* What to produce *
Transcribe, word for word and without additions, each line below from the one containing "agree on the" through the one containing "if coords != 4", both ends included.

[Dataset entries]
┄┄┄┄┄┄┄┄┄┄┄┄┄┄┄┄┄┄┄┄

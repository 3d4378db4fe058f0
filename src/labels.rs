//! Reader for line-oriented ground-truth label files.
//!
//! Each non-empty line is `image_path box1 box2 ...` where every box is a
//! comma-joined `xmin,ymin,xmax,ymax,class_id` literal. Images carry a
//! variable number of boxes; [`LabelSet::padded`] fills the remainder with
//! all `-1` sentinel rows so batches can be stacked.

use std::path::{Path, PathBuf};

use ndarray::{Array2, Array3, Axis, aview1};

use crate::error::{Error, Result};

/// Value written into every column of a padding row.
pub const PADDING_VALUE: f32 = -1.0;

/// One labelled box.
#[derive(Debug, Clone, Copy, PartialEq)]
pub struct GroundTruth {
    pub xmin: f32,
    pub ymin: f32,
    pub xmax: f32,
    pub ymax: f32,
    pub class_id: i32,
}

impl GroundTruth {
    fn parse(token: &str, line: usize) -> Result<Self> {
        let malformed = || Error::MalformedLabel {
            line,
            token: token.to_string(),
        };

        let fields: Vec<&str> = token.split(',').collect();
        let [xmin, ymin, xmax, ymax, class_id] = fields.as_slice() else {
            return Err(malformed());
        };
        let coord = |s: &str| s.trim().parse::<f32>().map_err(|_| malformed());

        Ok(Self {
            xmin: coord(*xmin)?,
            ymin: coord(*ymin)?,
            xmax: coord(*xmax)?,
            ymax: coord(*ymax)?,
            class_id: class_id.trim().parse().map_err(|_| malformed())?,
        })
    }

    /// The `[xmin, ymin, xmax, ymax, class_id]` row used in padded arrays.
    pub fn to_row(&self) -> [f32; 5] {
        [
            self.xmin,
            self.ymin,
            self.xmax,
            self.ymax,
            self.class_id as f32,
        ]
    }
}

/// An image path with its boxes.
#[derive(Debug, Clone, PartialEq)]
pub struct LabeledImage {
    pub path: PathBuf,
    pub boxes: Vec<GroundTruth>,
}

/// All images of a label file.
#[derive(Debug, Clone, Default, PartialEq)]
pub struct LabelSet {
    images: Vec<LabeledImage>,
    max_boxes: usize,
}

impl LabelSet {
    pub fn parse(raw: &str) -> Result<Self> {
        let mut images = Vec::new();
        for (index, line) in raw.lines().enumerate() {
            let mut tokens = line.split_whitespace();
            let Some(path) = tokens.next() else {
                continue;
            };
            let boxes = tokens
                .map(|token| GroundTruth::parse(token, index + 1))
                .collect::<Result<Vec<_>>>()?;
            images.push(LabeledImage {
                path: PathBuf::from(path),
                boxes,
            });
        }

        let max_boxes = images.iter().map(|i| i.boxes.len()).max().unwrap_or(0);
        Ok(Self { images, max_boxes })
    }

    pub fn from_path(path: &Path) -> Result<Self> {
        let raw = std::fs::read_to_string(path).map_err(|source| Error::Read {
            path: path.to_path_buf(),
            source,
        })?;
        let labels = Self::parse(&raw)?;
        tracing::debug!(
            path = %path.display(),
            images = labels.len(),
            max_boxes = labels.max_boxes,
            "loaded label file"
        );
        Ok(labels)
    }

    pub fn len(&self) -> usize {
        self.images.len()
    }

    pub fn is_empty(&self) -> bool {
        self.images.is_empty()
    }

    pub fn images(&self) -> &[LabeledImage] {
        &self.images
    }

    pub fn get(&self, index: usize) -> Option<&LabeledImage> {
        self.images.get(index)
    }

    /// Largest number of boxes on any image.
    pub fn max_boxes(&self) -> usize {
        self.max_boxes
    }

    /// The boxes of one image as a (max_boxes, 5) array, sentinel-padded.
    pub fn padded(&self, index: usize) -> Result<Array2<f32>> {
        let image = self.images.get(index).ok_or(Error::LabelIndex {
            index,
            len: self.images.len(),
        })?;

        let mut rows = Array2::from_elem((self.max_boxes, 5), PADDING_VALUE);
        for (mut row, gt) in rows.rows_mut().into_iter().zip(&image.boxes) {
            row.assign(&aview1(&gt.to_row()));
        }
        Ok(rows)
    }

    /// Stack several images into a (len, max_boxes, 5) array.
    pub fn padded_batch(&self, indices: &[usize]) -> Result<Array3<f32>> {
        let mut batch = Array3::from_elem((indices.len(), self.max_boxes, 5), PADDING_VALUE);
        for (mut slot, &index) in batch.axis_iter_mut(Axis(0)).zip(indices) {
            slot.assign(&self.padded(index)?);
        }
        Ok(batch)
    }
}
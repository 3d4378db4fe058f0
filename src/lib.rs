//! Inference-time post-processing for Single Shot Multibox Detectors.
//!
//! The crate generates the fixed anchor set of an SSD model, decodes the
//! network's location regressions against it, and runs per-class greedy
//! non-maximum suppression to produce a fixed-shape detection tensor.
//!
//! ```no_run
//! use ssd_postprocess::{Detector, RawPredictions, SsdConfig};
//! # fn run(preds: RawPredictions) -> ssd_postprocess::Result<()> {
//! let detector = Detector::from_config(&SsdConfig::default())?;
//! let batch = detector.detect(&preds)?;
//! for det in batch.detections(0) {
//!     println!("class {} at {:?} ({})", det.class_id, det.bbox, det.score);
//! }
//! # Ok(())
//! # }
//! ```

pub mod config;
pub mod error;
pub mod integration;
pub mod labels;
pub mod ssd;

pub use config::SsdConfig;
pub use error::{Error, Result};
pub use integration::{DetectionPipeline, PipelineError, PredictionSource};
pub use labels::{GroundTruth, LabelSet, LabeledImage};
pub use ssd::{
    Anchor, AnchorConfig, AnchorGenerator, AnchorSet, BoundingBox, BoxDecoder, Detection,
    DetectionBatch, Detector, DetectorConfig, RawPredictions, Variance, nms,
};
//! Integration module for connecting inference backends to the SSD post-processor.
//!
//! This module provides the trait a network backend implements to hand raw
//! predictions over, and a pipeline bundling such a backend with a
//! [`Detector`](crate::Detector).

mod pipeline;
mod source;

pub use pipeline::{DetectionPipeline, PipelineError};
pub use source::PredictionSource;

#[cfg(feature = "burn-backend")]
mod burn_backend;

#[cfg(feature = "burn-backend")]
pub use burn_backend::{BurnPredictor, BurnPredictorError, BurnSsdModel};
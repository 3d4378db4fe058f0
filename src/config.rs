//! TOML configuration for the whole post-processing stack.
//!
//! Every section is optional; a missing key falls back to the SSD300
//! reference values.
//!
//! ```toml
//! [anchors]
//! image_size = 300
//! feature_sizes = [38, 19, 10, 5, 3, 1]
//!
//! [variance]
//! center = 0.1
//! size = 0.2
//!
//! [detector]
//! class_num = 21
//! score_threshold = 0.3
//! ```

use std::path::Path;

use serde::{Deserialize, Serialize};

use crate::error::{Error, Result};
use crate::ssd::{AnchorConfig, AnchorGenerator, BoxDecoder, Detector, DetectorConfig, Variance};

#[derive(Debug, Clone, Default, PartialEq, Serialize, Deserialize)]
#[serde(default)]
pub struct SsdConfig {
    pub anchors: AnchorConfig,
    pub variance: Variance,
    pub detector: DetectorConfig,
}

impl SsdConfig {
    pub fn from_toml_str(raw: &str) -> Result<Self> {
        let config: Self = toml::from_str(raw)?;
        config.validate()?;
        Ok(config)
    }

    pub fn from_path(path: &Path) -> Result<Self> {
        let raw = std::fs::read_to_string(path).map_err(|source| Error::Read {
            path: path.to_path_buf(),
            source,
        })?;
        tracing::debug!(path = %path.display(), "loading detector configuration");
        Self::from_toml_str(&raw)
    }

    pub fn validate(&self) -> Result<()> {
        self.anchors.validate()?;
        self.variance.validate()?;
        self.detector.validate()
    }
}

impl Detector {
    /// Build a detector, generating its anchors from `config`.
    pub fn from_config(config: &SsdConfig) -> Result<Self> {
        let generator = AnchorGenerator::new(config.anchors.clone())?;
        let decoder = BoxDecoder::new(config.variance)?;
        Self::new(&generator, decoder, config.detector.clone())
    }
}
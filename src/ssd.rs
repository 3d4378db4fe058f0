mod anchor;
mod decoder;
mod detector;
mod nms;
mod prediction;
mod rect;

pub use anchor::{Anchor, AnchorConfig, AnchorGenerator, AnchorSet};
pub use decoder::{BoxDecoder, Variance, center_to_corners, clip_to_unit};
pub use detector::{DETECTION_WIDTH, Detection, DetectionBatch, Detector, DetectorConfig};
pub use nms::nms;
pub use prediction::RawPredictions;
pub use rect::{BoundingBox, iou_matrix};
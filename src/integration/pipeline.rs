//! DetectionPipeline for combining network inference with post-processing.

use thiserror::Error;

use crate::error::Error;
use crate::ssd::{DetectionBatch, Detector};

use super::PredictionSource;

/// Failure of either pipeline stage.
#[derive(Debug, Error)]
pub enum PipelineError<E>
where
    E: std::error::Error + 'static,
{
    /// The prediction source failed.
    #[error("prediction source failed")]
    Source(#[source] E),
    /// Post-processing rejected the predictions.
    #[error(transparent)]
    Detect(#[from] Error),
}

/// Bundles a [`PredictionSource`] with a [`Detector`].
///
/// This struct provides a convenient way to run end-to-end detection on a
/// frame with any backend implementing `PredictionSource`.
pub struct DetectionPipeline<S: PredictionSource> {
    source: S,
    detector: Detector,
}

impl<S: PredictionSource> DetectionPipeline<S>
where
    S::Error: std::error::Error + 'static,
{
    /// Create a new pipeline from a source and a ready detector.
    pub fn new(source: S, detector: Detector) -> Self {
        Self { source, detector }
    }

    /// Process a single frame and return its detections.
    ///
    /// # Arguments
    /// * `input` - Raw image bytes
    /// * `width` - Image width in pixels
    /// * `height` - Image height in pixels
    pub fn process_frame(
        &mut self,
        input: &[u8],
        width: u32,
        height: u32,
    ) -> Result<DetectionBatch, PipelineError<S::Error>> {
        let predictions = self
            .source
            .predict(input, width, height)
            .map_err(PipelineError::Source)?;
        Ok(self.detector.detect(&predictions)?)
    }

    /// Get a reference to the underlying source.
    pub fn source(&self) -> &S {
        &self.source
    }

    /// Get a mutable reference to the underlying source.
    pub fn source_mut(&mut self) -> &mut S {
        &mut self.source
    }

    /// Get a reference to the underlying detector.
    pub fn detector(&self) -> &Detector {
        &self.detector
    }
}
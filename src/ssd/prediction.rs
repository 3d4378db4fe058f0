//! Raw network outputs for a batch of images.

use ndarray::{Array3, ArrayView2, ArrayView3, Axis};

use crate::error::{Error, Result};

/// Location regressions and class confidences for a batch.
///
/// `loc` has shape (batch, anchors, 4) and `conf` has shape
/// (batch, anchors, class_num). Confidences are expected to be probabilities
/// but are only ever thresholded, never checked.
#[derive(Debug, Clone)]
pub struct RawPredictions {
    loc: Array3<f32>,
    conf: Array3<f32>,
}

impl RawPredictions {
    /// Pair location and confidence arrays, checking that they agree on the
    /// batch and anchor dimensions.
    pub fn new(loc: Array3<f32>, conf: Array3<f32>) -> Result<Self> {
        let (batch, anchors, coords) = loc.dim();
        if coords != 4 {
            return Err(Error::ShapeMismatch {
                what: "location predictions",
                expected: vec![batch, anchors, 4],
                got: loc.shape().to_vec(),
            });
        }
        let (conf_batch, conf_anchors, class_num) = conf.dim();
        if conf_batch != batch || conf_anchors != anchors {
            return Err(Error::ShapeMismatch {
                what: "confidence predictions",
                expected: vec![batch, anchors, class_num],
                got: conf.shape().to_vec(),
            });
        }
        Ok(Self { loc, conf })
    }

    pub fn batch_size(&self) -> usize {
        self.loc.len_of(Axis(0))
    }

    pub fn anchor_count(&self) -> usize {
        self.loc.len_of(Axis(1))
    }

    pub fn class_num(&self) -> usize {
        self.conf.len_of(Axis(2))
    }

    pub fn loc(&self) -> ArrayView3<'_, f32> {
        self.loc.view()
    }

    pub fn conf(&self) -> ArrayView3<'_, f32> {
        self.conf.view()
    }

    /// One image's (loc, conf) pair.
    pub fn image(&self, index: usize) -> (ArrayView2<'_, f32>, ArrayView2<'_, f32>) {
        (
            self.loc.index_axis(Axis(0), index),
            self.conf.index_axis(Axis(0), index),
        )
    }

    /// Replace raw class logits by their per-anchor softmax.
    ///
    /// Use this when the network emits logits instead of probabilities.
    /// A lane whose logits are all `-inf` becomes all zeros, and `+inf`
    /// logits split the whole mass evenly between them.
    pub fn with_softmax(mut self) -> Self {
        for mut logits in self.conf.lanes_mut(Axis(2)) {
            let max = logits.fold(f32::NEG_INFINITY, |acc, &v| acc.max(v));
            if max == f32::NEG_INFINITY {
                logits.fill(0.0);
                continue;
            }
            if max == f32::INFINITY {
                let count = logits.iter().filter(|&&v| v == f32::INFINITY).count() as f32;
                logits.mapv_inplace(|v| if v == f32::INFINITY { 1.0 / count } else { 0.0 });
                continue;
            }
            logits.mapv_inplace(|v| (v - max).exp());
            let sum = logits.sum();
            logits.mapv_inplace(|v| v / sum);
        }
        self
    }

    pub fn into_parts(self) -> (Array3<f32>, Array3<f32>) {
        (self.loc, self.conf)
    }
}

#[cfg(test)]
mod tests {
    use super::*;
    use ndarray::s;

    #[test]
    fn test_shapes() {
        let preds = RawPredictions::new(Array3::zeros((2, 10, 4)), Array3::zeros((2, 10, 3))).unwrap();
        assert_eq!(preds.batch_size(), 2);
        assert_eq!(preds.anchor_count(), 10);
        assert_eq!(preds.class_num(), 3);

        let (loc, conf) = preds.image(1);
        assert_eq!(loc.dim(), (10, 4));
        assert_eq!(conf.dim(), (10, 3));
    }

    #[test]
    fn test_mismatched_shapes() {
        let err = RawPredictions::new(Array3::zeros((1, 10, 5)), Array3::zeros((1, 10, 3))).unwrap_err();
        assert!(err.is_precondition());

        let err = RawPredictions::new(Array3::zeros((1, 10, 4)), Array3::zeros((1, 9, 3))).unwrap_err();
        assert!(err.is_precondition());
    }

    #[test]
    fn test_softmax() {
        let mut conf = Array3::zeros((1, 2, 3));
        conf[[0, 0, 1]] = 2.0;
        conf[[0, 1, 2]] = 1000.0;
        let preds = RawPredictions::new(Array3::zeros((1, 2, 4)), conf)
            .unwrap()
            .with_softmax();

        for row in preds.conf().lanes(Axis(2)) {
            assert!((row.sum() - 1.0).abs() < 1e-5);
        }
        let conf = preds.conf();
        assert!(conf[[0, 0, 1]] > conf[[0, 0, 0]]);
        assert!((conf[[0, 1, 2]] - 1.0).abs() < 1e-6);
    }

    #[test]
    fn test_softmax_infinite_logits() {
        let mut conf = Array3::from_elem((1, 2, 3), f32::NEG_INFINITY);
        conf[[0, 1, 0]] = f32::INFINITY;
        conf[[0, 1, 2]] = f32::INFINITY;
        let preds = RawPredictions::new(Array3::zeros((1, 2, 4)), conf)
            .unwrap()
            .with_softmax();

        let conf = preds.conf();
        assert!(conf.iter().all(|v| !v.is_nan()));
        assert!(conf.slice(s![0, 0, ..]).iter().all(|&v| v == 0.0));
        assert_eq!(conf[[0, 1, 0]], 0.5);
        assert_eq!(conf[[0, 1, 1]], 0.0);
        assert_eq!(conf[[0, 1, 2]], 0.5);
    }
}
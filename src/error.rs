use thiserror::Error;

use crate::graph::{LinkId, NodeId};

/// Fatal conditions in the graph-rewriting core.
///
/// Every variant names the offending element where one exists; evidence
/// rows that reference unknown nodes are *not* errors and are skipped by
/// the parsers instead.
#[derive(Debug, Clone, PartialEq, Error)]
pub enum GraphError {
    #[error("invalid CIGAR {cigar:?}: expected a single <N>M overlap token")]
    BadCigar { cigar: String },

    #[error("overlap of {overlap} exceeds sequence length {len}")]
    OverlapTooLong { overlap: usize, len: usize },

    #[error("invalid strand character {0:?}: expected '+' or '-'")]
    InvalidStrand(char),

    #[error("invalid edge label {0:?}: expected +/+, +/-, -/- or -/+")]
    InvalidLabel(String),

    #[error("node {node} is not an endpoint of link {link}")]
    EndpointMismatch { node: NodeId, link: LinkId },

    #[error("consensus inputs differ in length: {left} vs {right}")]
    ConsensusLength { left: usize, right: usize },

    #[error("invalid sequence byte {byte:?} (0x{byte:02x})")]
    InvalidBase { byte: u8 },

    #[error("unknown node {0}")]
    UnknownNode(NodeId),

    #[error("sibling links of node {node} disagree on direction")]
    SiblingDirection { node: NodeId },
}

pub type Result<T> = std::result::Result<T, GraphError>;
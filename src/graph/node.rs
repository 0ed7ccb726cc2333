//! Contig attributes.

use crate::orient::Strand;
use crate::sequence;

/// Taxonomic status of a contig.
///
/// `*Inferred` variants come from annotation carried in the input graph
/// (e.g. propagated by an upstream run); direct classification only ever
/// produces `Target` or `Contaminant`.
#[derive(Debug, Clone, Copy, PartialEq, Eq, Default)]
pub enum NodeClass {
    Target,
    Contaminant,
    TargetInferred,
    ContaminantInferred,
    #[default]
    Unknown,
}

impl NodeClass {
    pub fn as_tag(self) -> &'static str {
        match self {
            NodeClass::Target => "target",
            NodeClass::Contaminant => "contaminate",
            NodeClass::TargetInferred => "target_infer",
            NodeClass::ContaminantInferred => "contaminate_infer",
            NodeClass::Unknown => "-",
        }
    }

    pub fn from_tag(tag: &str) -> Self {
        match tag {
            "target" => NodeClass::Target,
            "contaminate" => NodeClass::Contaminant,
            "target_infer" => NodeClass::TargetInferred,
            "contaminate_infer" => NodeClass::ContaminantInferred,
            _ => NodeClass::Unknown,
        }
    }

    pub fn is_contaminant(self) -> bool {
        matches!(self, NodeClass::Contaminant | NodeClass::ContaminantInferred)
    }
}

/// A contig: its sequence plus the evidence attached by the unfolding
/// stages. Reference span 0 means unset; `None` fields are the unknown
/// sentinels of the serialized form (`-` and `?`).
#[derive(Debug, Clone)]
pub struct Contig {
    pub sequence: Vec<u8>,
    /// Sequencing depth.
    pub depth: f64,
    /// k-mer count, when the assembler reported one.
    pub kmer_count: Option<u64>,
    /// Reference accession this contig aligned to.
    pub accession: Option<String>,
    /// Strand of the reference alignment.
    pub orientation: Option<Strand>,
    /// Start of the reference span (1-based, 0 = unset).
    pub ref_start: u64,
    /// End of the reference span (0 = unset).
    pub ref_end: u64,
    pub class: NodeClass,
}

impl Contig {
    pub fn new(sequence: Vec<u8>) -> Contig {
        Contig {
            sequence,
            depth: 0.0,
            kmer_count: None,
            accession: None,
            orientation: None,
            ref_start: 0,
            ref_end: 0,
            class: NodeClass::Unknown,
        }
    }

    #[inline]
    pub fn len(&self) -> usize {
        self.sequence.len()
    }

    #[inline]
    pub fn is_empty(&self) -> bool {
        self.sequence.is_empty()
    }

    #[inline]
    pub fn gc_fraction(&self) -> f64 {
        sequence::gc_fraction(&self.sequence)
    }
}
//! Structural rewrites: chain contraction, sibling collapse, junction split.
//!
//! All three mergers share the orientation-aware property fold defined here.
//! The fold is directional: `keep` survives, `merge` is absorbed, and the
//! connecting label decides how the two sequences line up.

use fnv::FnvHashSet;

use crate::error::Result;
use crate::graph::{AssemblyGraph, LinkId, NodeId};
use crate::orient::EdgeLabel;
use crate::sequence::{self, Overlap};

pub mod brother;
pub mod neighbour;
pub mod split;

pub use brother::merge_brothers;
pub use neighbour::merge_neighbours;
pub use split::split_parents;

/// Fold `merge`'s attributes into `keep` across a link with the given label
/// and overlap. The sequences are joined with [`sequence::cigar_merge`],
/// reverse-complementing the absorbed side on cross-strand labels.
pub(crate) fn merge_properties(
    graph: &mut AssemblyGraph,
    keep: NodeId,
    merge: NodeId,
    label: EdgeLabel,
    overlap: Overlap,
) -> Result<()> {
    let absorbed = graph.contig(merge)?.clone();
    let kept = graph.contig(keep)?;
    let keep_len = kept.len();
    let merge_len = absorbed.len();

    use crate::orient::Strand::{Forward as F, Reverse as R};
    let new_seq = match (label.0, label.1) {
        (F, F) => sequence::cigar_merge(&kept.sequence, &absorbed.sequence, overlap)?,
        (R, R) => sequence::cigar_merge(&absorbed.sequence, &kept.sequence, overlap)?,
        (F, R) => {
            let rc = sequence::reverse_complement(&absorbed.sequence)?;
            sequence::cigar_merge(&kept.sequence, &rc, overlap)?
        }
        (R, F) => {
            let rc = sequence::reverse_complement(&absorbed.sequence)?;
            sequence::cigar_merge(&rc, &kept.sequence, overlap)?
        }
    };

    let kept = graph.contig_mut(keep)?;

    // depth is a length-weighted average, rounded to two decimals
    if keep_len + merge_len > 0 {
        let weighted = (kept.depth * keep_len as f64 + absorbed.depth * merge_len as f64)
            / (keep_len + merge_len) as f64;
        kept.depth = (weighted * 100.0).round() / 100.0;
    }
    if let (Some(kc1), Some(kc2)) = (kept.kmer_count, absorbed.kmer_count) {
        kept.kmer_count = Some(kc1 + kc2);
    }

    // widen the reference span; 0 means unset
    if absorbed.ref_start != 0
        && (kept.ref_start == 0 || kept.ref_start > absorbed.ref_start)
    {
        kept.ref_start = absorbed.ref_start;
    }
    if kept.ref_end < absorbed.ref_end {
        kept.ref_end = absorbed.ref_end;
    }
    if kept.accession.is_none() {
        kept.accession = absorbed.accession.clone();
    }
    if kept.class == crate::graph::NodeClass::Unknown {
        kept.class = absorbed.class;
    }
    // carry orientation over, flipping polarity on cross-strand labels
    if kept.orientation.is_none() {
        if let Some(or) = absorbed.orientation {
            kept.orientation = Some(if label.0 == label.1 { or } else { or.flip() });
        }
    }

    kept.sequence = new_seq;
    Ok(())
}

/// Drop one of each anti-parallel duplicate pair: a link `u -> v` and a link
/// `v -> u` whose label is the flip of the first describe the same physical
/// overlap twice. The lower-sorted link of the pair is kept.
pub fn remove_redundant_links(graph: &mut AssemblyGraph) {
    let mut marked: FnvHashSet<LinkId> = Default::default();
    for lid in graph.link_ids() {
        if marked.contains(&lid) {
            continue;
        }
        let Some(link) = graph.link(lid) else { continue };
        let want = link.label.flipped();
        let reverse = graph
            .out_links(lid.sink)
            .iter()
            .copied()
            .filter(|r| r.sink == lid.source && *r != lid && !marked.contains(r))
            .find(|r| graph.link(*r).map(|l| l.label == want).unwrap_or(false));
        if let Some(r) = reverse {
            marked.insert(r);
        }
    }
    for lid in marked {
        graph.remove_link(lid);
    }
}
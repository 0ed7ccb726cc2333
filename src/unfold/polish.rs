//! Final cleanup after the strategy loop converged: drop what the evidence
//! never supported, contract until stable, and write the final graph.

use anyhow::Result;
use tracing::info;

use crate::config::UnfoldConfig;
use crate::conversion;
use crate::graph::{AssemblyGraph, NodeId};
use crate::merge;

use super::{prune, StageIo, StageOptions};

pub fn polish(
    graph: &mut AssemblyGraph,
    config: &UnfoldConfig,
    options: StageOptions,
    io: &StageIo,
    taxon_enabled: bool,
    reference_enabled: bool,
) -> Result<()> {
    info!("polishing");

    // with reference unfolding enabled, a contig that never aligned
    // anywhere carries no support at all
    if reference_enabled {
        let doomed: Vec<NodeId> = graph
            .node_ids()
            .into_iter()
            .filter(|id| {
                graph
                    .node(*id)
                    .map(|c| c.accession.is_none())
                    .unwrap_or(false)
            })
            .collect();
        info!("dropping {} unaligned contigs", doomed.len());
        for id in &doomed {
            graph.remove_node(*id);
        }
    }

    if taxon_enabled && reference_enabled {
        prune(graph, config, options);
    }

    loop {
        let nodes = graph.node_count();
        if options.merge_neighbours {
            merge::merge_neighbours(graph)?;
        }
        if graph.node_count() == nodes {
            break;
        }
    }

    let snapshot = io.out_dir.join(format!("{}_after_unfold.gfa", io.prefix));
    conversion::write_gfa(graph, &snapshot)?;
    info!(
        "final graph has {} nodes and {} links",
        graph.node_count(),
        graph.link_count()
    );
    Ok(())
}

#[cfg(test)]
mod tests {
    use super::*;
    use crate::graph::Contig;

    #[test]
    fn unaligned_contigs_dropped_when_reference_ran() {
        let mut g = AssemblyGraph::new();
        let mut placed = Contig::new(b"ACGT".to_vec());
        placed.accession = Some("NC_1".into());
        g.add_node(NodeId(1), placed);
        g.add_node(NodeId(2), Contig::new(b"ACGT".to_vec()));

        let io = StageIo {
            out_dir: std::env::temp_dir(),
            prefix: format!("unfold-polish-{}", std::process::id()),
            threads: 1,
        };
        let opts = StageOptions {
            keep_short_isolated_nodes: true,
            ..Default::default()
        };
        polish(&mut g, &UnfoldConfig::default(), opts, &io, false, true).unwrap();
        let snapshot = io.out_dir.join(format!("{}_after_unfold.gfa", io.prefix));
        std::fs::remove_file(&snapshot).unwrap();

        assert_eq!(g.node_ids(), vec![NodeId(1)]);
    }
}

┄┄┄┄┄┄┄┄┄┄┄┄┄┄┄┄┄┄┄┄

* Answer space *
    /// Pair location and confidence arrays, checking that they agree on the
    /// batch and anchor dimensions.
    pub fn new(loc: Array3<f32>, conf: Array3<f32>) -> Result<Self> {
        let (batch, anchors, coords) = loc.dim();
        if coords != 4 {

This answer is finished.